◆ **EXERCISE OBJECTIVE**
Tell how many lines of the data below have the string "HashSet" in them. Say nothing more.

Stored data

------------------------------------------------

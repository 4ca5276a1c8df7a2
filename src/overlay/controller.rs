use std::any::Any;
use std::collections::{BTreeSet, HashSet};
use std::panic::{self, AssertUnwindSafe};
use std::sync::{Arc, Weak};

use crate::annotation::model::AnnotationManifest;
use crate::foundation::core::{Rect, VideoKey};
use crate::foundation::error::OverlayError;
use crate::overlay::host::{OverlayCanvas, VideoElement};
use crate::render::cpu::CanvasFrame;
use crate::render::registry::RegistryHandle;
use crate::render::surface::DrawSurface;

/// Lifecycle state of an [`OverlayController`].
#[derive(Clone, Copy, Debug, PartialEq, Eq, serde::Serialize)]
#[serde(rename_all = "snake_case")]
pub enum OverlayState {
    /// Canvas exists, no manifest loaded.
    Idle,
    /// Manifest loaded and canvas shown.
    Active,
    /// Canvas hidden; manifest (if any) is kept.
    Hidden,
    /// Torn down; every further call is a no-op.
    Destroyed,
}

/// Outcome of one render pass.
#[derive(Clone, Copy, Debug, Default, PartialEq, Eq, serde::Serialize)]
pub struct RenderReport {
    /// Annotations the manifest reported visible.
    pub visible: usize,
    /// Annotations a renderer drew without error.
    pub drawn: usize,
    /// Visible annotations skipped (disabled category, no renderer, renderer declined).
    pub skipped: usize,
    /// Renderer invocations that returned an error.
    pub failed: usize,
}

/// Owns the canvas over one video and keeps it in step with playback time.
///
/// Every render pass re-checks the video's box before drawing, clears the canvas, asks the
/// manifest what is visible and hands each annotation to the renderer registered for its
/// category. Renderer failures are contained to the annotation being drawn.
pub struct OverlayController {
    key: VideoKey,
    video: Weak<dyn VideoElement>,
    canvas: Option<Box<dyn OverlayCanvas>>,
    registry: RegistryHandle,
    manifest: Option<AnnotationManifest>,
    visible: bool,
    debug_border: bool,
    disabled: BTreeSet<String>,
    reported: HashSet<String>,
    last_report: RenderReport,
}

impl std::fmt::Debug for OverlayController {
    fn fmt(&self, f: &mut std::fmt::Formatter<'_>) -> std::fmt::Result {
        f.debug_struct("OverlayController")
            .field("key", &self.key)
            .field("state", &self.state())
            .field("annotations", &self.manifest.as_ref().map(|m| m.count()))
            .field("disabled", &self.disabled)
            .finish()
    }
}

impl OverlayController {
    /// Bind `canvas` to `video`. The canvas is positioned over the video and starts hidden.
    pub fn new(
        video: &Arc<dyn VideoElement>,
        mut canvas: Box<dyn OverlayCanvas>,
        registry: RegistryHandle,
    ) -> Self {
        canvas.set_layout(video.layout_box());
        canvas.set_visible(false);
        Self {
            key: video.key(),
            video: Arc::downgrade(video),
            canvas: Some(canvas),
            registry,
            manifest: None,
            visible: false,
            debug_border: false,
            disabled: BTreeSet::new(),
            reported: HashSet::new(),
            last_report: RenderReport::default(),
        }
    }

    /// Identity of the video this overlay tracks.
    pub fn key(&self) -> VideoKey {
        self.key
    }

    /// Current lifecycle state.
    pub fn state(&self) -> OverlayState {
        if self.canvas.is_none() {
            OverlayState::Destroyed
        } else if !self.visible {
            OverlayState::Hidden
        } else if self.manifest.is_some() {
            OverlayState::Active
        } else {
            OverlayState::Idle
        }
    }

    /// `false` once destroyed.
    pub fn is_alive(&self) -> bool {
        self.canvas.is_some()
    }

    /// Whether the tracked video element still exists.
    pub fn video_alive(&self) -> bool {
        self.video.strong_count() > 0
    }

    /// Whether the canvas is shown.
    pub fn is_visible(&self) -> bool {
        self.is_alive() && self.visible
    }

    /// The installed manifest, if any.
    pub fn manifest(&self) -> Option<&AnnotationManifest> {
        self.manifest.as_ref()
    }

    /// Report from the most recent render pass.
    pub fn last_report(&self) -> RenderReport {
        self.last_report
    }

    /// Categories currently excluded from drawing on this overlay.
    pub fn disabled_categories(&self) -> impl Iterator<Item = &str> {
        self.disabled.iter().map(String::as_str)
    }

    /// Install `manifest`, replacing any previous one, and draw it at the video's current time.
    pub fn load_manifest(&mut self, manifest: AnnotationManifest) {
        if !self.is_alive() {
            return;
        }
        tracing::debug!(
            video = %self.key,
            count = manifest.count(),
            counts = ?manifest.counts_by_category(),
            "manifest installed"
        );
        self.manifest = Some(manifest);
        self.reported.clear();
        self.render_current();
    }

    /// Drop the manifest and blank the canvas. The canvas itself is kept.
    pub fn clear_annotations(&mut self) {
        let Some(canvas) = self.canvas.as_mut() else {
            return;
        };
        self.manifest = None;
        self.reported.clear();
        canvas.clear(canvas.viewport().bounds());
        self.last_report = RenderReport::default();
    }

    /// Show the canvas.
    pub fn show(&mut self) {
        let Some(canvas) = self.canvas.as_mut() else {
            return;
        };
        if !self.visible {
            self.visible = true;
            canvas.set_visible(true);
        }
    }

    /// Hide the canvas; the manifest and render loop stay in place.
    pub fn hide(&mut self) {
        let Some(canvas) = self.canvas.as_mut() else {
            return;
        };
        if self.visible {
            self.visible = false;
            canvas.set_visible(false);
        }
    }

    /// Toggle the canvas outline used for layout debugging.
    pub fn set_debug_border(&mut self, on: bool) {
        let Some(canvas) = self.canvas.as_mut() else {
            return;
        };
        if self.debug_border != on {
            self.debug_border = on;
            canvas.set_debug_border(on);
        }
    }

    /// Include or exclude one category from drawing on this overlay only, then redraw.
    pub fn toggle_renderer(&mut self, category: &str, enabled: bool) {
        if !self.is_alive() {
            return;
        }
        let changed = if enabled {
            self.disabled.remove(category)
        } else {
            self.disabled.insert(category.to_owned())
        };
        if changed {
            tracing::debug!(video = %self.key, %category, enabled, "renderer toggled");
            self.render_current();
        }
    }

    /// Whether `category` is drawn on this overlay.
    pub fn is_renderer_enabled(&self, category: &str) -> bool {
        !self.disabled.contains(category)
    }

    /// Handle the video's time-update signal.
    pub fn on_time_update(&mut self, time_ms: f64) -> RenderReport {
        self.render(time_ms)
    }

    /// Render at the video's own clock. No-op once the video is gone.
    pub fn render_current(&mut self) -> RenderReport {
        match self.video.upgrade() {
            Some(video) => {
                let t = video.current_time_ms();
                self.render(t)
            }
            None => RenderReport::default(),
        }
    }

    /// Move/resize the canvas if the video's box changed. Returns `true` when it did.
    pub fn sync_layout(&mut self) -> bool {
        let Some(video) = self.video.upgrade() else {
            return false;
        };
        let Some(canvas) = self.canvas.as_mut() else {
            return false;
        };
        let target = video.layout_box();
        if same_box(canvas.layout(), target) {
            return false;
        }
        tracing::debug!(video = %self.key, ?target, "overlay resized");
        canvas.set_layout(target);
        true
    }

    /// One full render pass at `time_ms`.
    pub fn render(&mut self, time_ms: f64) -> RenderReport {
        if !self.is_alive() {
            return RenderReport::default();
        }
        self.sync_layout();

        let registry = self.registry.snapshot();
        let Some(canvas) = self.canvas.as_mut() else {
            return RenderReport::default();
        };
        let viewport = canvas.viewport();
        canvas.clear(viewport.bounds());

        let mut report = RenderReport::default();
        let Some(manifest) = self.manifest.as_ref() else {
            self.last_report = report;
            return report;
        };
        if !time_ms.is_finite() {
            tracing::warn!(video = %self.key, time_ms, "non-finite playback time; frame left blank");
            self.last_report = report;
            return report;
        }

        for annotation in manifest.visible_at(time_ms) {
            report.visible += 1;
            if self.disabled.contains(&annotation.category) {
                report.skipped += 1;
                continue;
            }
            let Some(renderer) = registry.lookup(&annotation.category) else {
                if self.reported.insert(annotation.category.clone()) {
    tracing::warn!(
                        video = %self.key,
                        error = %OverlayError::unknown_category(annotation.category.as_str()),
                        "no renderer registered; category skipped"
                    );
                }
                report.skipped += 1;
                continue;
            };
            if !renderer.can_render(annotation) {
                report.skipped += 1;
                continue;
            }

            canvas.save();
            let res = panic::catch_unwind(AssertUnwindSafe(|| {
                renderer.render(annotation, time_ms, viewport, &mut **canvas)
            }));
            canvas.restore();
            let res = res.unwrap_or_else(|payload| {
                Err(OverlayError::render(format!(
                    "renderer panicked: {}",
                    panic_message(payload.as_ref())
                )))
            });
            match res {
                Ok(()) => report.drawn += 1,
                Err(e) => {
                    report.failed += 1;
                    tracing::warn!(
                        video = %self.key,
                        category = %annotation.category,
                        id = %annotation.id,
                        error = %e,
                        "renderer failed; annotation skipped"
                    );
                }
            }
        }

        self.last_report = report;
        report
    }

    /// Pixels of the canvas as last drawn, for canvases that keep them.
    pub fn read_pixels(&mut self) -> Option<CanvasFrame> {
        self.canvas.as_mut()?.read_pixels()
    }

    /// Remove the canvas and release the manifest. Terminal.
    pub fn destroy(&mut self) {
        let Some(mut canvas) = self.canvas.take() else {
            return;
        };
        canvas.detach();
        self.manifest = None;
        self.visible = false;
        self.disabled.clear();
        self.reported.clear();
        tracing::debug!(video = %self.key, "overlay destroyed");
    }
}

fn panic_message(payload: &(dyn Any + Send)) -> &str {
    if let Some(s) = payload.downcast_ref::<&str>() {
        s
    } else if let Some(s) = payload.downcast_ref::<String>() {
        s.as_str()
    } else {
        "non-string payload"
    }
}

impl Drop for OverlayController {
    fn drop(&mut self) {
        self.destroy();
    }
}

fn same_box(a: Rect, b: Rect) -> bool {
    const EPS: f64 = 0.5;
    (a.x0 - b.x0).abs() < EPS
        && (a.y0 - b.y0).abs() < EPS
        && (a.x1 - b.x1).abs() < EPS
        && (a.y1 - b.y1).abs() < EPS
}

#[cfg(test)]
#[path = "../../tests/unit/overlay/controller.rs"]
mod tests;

------------------------------------------------

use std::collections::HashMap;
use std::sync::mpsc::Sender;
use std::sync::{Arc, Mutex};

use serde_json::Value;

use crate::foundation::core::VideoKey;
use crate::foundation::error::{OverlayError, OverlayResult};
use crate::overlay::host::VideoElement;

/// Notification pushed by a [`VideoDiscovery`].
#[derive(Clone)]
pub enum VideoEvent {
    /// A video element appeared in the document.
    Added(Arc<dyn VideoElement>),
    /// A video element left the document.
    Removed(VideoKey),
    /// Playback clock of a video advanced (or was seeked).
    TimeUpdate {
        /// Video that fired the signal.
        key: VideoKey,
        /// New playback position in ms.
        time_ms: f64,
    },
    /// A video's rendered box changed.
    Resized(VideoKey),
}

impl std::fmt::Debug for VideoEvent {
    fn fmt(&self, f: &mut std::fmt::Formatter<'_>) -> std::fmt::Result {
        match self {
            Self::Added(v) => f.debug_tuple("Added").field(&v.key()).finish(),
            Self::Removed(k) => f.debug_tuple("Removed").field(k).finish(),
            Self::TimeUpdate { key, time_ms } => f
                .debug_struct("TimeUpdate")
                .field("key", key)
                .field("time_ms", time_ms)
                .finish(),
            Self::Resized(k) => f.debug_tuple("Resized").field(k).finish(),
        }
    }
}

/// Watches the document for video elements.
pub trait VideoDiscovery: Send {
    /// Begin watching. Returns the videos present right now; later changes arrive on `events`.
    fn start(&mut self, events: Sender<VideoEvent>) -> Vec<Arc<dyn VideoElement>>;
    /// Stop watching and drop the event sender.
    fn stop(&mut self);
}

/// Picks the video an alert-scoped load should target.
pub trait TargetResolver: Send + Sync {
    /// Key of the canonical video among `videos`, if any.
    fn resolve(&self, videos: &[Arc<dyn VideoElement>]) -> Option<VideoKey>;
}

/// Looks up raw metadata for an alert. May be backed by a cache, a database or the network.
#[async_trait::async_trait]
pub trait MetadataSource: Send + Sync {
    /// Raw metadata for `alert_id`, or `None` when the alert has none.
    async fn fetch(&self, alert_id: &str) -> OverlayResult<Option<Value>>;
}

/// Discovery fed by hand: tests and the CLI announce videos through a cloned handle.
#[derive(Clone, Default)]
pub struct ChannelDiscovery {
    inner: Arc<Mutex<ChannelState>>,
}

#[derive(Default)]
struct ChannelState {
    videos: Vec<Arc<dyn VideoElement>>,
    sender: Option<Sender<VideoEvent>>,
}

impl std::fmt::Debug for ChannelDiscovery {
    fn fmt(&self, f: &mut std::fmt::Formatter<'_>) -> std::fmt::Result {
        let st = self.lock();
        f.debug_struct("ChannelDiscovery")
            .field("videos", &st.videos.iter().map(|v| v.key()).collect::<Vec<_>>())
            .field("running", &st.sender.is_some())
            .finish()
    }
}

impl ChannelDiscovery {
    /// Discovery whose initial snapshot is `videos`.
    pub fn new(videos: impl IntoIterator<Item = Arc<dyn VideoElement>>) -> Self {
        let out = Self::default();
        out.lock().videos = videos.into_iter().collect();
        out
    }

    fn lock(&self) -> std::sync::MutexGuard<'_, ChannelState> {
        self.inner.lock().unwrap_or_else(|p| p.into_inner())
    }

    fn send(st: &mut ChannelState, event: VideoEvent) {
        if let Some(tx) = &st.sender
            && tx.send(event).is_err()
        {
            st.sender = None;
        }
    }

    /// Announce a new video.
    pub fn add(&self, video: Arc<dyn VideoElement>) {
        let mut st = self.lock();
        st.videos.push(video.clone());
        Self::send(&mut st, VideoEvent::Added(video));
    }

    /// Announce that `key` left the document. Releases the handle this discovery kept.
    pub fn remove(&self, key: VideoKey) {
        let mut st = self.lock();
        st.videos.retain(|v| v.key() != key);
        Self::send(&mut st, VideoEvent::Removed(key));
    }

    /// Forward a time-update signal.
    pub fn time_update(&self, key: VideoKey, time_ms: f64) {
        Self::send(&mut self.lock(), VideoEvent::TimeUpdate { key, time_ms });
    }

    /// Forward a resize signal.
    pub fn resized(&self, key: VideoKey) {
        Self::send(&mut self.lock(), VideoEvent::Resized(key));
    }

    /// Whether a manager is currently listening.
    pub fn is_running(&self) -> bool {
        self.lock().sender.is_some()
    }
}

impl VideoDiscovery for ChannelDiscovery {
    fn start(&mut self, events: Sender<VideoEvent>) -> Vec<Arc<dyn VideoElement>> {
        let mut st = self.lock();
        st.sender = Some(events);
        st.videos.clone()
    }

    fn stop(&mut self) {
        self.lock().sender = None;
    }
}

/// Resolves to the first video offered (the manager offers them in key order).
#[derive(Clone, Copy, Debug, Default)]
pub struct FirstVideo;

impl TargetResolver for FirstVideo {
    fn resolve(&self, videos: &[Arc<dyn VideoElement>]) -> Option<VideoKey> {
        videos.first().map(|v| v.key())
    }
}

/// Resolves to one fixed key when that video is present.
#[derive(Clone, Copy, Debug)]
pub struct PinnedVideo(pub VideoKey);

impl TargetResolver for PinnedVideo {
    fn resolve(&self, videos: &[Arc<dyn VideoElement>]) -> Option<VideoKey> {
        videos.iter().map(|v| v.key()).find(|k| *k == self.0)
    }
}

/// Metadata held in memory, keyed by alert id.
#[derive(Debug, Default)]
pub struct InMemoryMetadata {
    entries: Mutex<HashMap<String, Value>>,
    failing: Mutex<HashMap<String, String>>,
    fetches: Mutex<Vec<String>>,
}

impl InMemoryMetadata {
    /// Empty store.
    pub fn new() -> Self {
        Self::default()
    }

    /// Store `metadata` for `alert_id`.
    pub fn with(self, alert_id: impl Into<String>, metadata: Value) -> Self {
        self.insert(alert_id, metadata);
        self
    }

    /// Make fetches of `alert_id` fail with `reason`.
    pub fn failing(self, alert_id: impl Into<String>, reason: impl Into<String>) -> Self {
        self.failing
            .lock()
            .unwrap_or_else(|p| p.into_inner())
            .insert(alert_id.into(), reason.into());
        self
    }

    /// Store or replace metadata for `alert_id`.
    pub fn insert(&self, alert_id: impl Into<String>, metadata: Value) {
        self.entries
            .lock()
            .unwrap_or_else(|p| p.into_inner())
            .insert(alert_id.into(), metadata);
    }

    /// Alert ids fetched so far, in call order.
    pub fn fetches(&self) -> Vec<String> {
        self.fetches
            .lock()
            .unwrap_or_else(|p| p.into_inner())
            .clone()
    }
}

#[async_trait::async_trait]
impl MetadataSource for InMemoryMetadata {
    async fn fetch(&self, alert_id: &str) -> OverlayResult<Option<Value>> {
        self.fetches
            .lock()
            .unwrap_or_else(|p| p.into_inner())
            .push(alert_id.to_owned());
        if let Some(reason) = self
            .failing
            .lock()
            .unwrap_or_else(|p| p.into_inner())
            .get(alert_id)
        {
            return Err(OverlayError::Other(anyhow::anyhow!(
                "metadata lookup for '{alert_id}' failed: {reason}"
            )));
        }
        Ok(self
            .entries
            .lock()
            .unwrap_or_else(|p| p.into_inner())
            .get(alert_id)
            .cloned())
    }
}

------------------------------------------------

◆ **EXPECTED ANSWER**
3